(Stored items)

━━━━━━━━━━

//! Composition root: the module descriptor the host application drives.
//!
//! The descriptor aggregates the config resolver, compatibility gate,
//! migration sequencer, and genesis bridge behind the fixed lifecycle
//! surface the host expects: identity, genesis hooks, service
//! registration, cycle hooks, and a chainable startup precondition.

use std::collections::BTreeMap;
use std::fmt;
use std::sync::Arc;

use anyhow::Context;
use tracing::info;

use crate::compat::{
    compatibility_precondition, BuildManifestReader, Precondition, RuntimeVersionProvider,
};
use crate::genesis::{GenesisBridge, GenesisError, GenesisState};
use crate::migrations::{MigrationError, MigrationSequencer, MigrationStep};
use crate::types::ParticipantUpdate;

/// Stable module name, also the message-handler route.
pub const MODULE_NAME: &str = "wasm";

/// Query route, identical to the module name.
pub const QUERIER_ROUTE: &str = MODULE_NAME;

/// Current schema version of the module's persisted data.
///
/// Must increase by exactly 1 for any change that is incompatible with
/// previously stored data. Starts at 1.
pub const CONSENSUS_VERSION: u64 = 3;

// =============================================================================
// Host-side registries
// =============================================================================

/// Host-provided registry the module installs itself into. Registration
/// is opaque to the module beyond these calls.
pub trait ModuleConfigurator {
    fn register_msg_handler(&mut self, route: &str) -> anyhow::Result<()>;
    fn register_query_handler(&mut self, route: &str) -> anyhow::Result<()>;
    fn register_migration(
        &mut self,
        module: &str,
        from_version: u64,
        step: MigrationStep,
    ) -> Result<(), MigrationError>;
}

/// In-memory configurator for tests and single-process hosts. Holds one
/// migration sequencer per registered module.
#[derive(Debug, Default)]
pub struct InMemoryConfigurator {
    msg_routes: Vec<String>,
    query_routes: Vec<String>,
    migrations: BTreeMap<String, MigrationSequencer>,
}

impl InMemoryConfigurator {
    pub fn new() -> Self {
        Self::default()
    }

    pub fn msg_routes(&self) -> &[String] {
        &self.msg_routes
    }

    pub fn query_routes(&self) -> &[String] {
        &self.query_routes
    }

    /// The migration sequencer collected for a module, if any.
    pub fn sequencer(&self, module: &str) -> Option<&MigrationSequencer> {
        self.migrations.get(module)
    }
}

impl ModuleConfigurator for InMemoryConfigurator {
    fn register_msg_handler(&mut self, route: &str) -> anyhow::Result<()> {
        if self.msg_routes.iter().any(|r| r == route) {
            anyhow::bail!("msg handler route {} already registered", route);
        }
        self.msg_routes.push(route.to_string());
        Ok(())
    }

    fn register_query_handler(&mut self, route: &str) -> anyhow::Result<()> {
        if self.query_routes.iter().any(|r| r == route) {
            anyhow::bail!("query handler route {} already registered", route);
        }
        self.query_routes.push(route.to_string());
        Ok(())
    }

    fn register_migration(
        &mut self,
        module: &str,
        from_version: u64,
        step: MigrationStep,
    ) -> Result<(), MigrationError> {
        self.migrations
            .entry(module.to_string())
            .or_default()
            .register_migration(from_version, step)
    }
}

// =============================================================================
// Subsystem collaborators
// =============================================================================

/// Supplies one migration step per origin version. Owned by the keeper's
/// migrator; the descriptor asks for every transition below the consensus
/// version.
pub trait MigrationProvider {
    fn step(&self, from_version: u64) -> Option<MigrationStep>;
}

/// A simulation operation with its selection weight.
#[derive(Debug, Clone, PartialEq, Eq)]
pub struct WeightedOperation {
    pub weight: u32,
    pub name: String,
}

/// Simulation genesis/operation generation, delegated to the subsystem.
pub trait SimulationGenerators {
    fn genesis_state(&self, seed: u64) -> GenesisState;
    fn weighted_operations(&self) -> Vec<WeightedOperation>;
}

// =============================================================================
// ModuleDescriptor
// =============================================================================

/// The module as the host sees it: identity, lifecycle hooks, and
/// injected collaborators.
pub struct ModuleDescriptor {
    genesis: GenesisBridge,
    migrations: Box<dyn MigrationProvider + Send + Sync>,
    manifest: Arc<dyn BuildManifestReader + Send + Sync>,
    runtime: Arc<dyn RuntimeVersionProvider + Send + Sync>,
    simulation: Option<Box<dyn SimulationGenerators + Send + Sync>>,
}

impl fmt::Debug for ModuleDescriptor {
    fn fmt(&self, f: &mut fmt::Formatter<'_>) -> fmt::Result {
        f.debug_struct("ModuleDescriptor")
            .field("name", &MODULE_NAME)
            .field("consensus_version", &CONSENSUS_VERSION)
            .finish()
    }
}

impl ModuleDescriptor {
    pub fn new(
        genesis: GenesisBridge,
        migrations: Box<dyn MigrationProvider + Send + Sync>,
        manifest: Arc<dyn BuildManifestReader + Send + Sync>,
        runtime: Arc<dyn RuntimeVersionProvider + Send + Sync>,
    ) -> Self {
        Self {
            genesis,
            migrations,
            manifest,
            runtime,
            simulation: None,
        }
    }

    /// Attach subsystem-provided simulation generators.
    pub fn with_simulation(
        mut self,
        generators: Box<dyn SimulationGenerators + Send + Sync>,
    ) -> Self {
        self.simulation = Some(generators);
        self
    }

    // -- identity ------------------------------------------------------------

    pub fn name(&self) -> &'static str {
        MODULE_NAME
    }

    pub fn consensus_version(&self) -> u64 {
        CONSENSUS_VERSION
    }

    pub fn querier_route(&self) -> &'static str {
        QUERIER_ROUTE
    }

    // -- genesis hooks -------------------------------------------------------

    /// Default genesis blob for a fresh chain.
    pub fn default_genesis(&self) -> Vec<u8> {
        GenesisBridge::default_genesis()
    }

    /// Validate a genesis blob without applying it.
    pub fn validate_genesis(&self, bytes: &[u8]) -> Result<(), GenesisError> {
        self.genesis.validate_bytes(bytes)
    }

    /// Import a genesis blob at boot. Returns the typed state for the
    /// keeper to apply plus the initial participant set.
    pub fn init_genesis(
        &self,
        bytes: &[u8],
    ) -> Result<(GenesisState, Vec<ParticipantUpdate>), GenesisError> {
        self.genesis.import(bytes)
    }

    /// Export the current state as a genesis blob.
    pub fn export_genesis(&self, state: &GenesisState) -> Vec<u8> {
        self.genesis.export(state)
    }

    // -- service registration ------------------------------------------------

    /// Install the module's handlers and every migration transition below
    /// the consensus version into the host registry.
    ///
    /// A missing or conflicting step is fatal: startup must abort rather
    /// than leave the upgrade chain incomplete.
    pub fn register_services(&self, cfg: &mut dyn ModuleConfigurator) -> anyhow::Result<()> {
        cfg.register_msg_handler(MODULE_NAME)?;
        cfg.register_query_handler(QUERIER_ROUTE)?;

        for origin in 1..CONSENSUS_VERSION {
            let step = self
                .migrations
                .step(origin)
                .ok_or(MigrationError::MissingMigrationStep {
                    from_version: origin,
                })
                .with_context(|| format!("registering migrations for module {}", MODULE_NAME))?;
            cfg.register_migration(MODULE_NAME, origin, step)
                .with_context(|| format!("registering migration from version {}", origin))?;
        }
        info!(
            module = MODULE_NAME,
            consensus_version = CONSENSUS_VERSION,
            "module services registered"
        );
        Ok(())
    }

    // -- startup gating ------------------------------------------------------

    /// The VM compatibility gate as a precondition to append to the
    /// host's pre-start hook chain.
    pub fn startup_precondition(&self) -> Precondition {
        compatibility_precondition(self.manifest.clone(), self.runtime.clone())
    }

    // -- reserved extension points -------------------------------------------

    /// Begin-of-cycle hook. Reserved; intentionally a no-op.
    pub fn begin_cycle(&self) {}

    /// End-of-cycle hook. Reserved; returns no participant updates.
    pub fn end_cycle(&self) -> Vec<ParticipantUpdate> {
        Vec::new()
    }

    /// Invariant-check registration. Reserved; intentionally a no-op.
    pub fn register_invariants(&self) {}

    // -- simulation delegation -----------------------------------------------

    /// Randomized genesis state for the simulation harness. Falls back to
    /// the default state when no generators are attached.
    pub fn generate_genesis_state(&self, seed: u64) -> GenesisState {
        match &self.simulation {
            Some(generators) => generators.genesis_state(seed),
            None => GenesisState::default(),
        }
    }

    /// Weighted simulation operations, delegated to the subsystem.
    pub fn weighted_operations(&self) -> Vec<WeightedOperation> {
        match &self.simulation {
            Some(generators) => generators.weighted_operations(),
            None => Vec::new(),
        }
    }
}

━━━━━━━━━━

> [WHAT TO DO]: The answer should be nothing but the number of lines above that contain "Result".

> [SOLUTION FOR THIS PROBLEM]: 10